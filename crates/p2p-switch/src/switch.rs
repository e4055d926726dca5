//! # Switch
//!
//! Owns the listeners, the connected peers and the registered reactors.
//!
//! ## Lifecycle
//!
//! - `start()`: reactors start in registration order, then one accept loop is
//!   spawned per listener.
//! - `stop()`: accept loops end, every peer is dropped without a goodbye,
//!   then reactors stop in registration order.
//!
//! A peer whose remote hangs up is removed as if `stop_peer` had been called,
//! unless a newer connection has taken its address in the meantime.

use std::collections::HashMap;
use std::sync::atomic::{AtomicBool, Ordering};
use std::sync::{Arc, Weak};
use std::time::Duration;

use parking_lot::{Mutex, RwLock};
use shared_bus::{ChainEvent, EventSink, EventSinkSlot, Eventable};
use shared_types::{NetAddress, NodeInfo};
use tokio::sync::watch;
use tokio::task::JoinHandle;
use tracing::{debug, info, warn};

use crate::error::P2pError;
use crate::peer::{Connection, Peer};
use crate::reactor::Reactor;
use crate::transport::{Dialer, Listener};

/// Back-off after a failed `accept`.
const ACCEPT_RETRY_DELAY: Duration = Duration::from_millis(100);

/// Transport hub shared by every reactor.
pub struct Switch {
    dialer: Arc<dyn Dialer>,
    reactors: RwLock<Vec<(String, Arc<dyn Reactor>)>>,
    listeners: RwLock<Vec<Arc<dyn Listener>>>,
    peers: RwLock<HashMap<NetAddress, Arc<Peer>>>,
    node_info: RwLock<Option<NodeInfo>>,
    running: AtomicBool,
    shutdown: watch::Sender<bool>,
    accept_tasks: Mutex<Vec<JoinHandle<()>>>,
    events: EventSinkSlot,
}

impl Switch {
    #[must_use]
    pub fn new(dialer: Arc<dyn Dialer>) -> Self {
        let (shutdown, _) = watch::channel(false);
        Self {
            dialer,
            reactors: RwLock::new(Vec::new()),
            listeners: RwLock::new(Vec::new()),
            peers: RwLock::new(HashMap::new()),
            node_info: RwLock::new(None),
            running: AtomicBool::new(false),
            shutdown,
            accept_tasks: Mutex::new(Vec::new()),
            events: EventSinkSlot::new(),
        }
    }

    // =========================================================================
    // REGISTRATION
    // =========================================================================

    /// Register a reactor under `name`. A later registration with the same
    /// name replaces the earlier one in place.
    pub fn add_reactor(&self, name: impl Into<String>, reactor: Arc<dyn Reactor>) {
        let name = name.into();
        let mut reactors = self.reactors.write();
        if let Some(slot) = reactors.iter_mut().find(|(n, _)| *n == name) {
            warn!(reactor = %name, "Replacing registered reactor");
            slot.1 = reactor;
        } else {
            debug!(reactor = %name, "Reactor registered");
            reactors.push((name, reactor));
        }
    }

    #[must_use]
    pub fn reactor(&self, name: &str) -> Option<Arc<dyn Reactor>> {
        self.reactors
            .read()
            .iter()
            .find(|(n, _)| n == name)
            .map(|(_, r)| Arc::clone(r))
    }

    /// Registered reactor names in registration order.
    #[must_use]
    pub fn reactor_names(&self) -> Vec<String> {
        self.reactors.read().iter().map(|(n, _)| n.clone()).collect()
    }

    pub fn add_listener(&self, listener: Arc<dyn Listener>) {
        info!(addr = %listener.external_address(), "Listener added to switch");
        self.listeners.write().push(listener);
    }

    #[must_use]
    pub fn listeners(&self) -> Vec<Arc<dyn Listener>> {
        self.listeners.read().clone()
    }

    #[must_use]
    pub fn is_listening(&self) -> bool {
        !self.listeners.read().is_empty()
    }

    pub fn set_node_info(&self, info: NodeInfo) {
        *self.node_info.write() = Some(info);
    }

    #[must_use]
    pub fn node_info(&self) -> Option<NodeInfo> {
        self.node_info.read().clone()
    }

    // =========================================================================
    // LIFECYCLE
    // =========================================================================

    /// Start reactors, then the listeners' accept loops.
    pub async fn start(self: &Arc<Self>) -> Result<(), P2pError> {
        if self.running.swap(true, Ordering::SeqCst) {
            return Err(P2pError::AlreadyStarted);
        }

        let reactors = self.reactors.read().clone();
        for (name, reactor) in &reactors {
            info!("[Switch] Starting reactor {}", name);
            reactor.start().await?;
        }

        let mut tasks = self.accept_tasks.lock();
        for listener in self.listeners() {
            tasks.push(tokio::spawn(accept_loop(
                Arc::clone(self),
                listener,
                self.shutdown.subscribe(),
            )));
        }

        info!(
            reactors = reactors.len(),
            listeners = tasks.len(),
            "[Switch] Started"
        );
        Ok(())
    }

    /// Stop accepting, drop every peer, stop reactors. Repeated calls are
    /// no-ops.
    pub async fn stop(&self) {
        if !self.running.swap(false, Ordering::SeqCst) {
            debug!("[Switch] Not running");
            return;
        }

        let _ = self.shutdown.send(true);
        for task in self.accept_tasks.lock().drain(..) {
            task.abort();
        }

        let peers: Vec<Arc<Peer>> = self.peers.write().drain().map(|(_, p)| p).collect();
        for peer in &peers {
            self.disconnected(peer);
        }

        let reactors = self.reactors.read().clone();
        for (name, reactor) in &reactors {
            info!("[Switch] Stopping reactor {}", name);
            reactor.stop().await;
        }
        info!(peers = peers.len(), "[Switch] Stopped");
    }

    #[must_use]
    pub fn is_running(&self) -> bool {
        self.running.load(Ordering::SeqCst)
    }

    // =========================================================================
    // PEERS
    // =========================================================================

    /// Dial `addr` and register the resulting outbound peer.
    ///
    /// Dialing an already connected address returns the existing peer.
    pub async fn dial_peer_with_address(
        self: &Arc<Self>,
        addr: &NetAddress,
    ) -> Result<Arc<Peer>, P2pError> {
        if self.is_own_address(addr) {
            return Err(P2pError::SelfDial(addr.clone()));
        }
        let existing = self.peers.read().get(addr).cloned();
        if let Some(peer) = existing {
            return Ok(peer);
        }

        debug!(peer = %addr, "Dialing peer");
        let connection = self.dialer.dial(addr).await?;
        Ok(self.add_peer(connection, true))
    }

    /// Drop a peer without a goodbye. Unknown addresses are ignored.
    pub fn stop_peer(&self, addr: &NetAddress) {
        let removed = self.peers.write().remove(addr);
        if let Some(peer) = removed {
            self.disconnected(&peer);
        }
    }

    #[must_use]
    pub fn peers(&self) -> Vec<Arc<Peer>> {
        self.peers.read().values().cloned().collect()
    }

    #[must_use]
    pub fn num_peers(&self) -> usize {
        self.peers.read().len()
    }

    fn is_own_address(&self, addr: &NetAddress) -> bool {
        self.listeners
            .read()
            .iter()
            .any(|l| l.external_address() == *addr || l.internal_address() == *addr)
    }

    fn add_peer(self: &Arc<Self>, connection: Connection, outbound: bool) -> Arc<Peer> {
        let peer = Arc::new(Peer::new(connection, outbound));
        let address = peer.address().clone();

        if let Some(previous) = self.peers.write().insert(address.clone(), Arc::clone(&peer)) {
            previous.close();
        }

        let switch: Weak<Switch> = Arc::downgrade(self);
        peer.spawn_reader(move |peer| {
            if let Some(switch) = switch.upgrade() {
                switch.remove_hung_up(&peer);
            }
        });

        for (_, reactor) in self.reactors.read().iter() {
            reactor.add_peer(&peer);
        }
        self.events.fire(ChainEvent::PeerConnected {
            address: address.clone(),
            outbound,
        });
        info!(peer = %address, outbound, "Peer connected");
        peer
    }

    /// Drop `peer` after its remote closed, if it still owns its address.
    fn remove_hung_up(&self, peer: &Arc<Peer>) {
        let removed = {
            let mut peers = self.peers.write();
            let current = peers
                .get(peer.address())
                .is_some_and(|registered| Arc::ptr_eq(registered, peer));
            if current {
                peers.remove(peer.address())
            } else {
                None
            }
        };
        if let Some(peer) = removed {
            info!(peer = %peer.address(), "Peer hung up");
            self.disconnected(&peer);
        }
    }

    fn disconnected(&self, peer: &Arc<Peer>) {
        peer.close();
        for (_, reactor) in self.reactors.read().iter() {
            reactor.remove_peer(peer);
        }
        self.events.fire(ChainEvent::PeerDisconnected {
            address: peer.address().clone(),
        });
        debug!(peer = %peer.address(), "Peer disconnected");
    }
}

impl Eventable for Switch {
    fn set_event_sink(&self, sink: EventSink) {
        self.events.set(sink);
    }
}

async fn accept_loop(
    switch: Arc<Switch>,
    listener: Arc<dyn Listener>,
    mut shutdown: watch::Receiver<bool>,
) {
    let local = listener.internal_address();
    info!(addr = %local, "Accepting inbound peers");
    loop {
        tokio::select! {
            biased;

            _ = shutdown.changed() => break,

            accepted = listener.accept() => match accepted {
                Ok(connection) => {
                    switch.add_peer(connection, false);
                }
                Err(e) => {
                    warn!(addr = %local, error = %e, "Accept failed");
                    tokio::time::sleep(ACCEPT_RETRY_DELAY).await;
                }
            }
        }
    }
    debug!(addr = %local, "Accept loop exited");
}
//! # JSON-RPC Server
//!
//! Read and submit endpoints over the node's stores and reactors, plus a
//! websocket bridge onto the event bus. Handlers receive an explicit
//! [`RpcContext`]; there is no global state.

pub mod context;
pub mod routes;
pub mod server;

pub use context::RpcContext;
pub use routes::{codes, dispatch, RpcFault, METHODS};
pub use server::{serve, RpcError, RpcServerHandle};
******
### Instructions to follow
What lines above contain the word "impl"? Please copy each one.

### Completed exercise
impl Switch {
    pub fn add_reactor(&self, name: impl Into<String>, reactor: Arc<dyn Reactor>) {
impl Eventable for Switch {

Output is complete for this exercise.